June 16th, 2010 Comments off

Disk Management A hard drive can be divided into primary and extended partitions. Partitions function as physically separate storage units. This allows you to separate different types of information, such as user data on one partition and applications on another. A hard drive can contain up to four primary partitions, or up to three primary partitions and one extended partition, for a maximum of four partitions.

There can be only one extended partition on a hard disk, so you should include all remaining free space in the extended partition. Unlike primary partitions, you don’t format extended partitions or assign drive letters to them. You divide extended partitions into segments. Each segment is a logical drive. You assign a drive letter to each logical drive and format it with a file system.

For more information about Disk Management in Windows 2000 and how to use it to setup your hard drive, please see Microsoft Article 323967

For more information about Disk Management in Windows XP and Windows Vista and how to use it to setup your hard drive, please see Microsoft Article 309000

Why is Drive Translation necessary?

June 9th, 2010 Comments off

image DOS and DOS based programs like Windows 3.x and Windows 95 cannot access drives over 1024 cylinders on their own, but require third party assistance to use large hard drives. SCSI drives handle this with drivers built in to the SCSI controller, so we will limit this discussion to ATA hard drives. There are several methods used to overcome the cylinder limitation, and all of them involve translation.
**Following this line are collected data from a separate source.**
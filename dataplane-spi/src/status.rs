//! Outcome of signaling operations.

use serde::{Deserialize, Serialize};
use std::fmt;
use thiserror::Error;

/// How a caller should treat a failure.
#[derive(Debug, Clone, Copy, PartialEq, Eq, Hash, Serialize, Deserialize)]
#[serde(rename_all = "SCREAMING_SNAKE_CASE")]
pub enum ResponseStatus {
    /// Retrying will not help.
    FatalError,
    /// The operation may succeed later.
    ErrorRetry,
}

impl fmt::Display for ResponseStatus {
    fn fmt(&self, f: &mut fmt::Formatter<'_>) -> fmt::Result {
        f.write_str(match self {
            Self::FatalError => "FATAL_ERROR",
            Self::ErrorRetry => "ERROR_RETRY",
        })
    }
}

/// Failed signaling operation.
#[derive(Error, Debug, Clone, PartialEq, Eq)]
#[error("{status}: {}", .messages.join(", "))]
pub struct StatusFailure {
    /// Failure class
    pub status: ResponseStatus,
    /// Failure messages, in order
    pub messages: Vec<String>,
}

impl StatusFailure {
    /// Failure with the given status and messages.
    #[must_use]
    pub const fn new(status: ResponseStatus, messages: Vec<String>) -> Self {
        Self { status, messages }
    }

    /// Non-retryable failure.
    #[must_use]
    pub fn fatal(message: impl Into<String>) -> Self {
        Self::new(ResponseStatus::FatalError, vec![message.into()])
    }

    /// Retryable failure.
    #[must_use]
    pub fn retry(message: impl Into<String>) -> Self {
        Self::new(ResponseStatus::ErrorRetry, vec![message.into()])
    }

    /// Messages joined into one line.
    #[must_use]
    pub fn failure_detail(&self) -> String {
        self.messages.join(", ")
    }

    /// Whether the operation may succeed later.
    #[must_use]
    pub fn is_retryable(&self) -> bool {
        self.status == ResponseStatus::ErrorRetry
    }
}

/// Result of a signaling operation.
pub type StatusResult<T> = Result<T, StatusFailure>;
A translation scheme converts information from one form to another and back again. Think of it like this: If you go to a foreign country to conduct business and you don’t speak the language, you need a translator. The translator’s job is to convert information from one party into a language the other party can understand and vice versa. Without the services of a translator, the two parties have a limited exchange of information. A smile, a nod, and a mispronounced and grammatically incorrect “How are you?” is about all that is possible.

The types of translation support are as follows:

1. An ATA (IDE) host adapter with a BIOS that provides large drive support.

2. Third party software like EZ-Drive® and DiscWizard Starter Edition.

3. A motherboard BIOS that provides large drive support. Some of the terminology is as follows:

  • Logical Block Addressing (LBA)
  • Large
  • Extended Cylinder, Head, Sector (E-CHS)
  • Sector Translation
  • Sector or Track Mapping

These support features are the “language” translators that allow your operating system and hardware to speak two different “languages” and still interact successfully with one another.

All of the BIOS options, once installed, are transparent to the user. EZ-Drive and DiscWizard Starter Edition are not. In addition, there is one issue that both share — special procedures are needed to boot to a diskette when installing new software.

Dynamic Drive Overlay software like EZ-Drive and DiscWizard Starter Edition use similar techniques, at first glance, to overcome the 1024 cylinder limitation. Both programs load proprietary translation information on the boot hard drive that identifies which drive is using the program and gives the operating system access to the area of the drive over 1024 cylinders. Without this proprietary translation code loaded, the drive using EZ-Drive or DiscWizard Starter Edition is unrecognizable to the operating system. If the hard drive is using translating software, and you try to boot with an unmodified diskette in the floppy drive, the translating software does not get a chance to load, thereby rendering the hard drive unreadable. This is generally only a problem if the diskette is infected with a virus. Simply remove the diskette and reboot. The hard drive should boot normally.